One day she sat and mused: “Oh dear! what luck it would be if only we could get back to our cottage!” Just then she heard somebody calling from the Mountain. Lavender looked, and there in the wood on the far side of the furrow stood the youngest of the Votaresses.

She was prettier than the other Votaresses, and loved finery. She had noticed the Golden Girdle on Lavender, and now she wanted that Golden Girdle above anything else in the world.

“Little girl, sister, throw me your Girdle,” called the fairy across the furrow.

“I can’t do that, Fairy; I had that Girdle from my mother,” answered Lavender.

“Little girl, sister, it wasn’t your mother’s Girdle; it belonged to the princess, and the princess has been dead long ago. Throw me the Girdle,” said the Fairy, who remembered the princess.

“I can’t, Fairy; the Girdle is from my mother,” repeated Lavender.

“Little girl, sister, I will carry you and your brother down to the valley, and no harm shall come to you; throw me the Girdle,” cried the Fairy once more.

This was a sad temptation for Lavender, who so longed to get away from the Mountain! But all the same she would not sacrifice her mother’s keepsake to the greedy fairy, but answered:

“I cannot, Fairy; I had the Girdle from my mother.”

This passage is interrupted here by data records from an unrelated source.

use thiserror::Error;

use crate::runtime::object::ObjectHolder;

#[derive(Debug, Error, Clone, PartialEq, Eq)]
pub enum RuntimeError {
    #[error("Undefined variable '{name}'")]
    UndefinedVariable { name: String },
    #[error("Variable path is empty")]
    EmptyVariablePath,
    #[error("Unknown method '{method}' for class {class}")]
    UnknownMethod { method: String, class: String },
    #[error("Method '{method}' expected {expected} arguments, got {found}")]
    MethodArityMismatch {
        method: String,
        expected: usize,
        found: usize,
    },
    #[error("Operation '{operation}' is not supported for types {lhs} and {rhs}")]
    UnsupportedOperandTypes {
        operation: &'static str,
        lhs: &'static str,
        rhs: &'static str,
    },
    #[error("Cannot compare values of types {lhs} and {rhs} for {relation}")]
    NotComparable {
        relation: &'static str,
        lhs: &'static str,
        rhs: &'static str,
    },
    #[error("Method '{method}' returned a non-boolean result")]
    ComparisonNotBoolean { method: String },
    #[error("Division by zero")]
    DivisionByZero,
    #[error("Cannot assign field '{field}' to a value of type {type_name}")]
    FieldOnNonInstance {
        field: String,
        type_name: &'static str,
    },
    #[error("Return outside of a method body")]
    ReturnOutsideMethod,
    #[error("Writing to the output stream failed: {0}")]
    OutputStream(String),
}

impl From<std::io::Error> for RuntimeError {
    fn from(error: std::io::Error) -> Self {
        RuntimeError::OutputStream(error.to_string())
    }
}

/// Non-local exit raised while executing a statement.
///
/// `Return` is the control signal carrying the value of a `return` statement
/// up to the enclosing `MethodBody`; it is not an error. `Failure` is the
/// ordinary error channel. Keeping both in the `Err` side of [`ExecResult`]
/// lets every evaluator propagate with `?` while only `MethodBody` (and the
/// top-level runner) inspect the signal.
#[derive(Debug)]
pub enum Signal {
    Return(ObjectHolder),
    Failure(RuntimeError),
}

impl From<RuntimeError> for Signal {
    fn from(error: RuntimeError) -> Self {
        Signal::Failure(error)
    }
}

pub type ExecResult = Result<ObjectHolder, Signal>;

The Fairy went away quite sadly, but next day she came back and began again:

“Throw me the Girdle, and I will take you down the Mountain.”

“I cannot, Fairy; I had the Girdle from my mother,” Lavender answered once more, but with a very heavy heart.

For seven days did the Fairy come, and for seven days she tempted Lavender. Temptation is worse than the sharpest care, and poor little Lavender pined away, so great was her wish to get down to the valley. Yet all the same she would not give up the Girdle.

For seven days did the Fairy call, and for seven days did Lavender answer her:

“I cannot, Fairy; the Girdle is from my mother.”

And when she answered thus on the seventh day, the Fairy saw that there was no help for it.

The Fairy went down the Mountain; she sat down on the last, lowest stone, shook down her hair and cried bitterly, so great was her desire for the Golden Girdle of the princess.